# GOAL OF THE EXERCISE
Whenever a line in this data holds the word "entries", report that line in full.

(Items from a dataset)

────────

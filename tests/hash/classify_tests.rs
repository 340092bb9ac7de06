// Tests for digest classification

use std::collections::HashMap;
use std::sync::Arc;

use sigscan::hash::{
    Classifier, DigestAlgorithm, DigestEngine, Label, Precedence, SignatureLookup,
    SignatureRegistry,
};

use super::*;

fn classifier_for(entries: Vec<(&str, Label)>) -> Classifier {
    Classifier::new(Arc::new(SignatureRegistry::from_entries(entries).unwrap()))
}

#[test]
fn test_no_match_is_safe() {
    let classifier = classifier_for(vec![(HELLO_SHA256, Label::Virus)]);
    let digests = DigestEngine::new().compute_digests_bytes(b"");

    assert_eq!(classifier.classify(Some(&digests)), Label::Safe);
    assert_eq!(classifier.first_match(&digests), None);
}

#[test]
fn test_failed_digest_is_safe() {
    let classifier = Classifier::new(Arc::new(SignatureRegistry::builtin()));
    assert_eq!(classifier.classify(None), Label::Safe);
}

#[test]
fn test_match_on_any_digest_position() {
    let digests = DigestEngine::new().compute_digests_bytes(b"");

    for (key, label) in [
        (EMPTY_MD5, Label::Adware),
        (EMPTY_SHA1, Label::Spyware),
        (EMPTY_SHA256, Label::Trojan),
    ] {
        let classifier = classifier_for(vec![(key, label.clone())]);
        assert_eq!(classifier.classify(Some(&digests)), label);
    }
}

#[test]
fn test_strongest_first_tie_break() {
    let classifier = classifier_for(vec![
        (HELLO_MD5, Label::Virus),
        (HELLO_SHA1, Label::Worm),
        (HELLO_SHA256, Label::Ransomware),
    ]);
    let digests = DigestEngine::new().compute_digests_bytes(b"hello world");

    assert_eq!(classifier.precedence(), Precedence::StrongestFirst);
    assert_eq!(
        classifier.first_match(&digests),
        Some((DigestAlgorithm::Sha256, Label::Ransomware))
    );
}

#[test]
fn test_legacy_first_tie_break() {
    let classifier = classifier_for(vec![
        (HELLO_MD5, Label::Virus),
        (HELLO_SHA256, Label::Ransomware),
    ])
    .with_precedence(Precedence::LegacyFirst);
    let digests = DigestEngine::new().compute_digests_bytes(b"hello world");

    assert_eq!(classifier.classify(Some(&digests)), Label::Virus);
}

#[test]
fn test_sha1_beats_md5_under_strongest_first() {
    let classifier = classifier_for(vec![(HELLO_MD5, Label::Virus), (HELLO_SHA1, Label::Worm)]);
    let digests = DigestEngine::new().compute_digests_bytes(b"hello world");

    assert_eq!(
        classifier.first_match(&digests),
        Some((DigestAlgorithm::Sha1, Label::Worm))
    );
}

#[test]
fn test_precedence_parsing() {
    assert_eq!("strongest-first".parse::<Precedence>().unwrap(), Precedence::StrongestFirst);
    assert_eq!("Legacy-First".parse::<Precedence>().unwrap(), Precedence::LegacyFirst);
    assert!("random".parse::<Precedence>().is_err());
    assert_eq!(Precedence::LegacyFirst.to_string(), "legacy-first");
}

/// Lookup backed by something other than the registry type
struct MapLookup(HashMap<String, Label>);

impl SignatureLookup for MapLookup {
    fn lookup(&self, digest: &str) -> Option<Label> {
        self.0.get(digest).cloned()
    }
}

#[test]
fn test_custom_lookup_source() {
    let mut map = HashMap::new();
    map.insert(EMPTY_SHA1.to_string(), Label::Other("Dropper".to_string()));
    let classifier = Classifier::new(Arc::new(MapLookup(map)));
    let digests = DigestEngine::new().compute_digests_bytes(b"");

    assert_eq!(
        classifier.classify(Some(&digests)),
        Label::Other("Dropper".to_string())
    );
}

#[test]
fn test_classification_is_deterministic() {
    let classifier = Classifier::new(Arc::new(SignatureRegistry::builtin()));
    let digests = DigestEngine::new().compute_digests_bytes(b"password");

    let first = classifier.classify(Some(&digests));
    let second = classifier.classify(Some(&digests));
    assert_eq!(first, Label::Ransomware);
    assert_eq!(first, second);
}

────────

# RESULT OF THIS TASK
fn classifier_for(entries: Vec<(&str, Label)>) -> Classifier {
    Classifier::new(Arc::new(SignatureRegistry::from_entries(entries).unwrap()))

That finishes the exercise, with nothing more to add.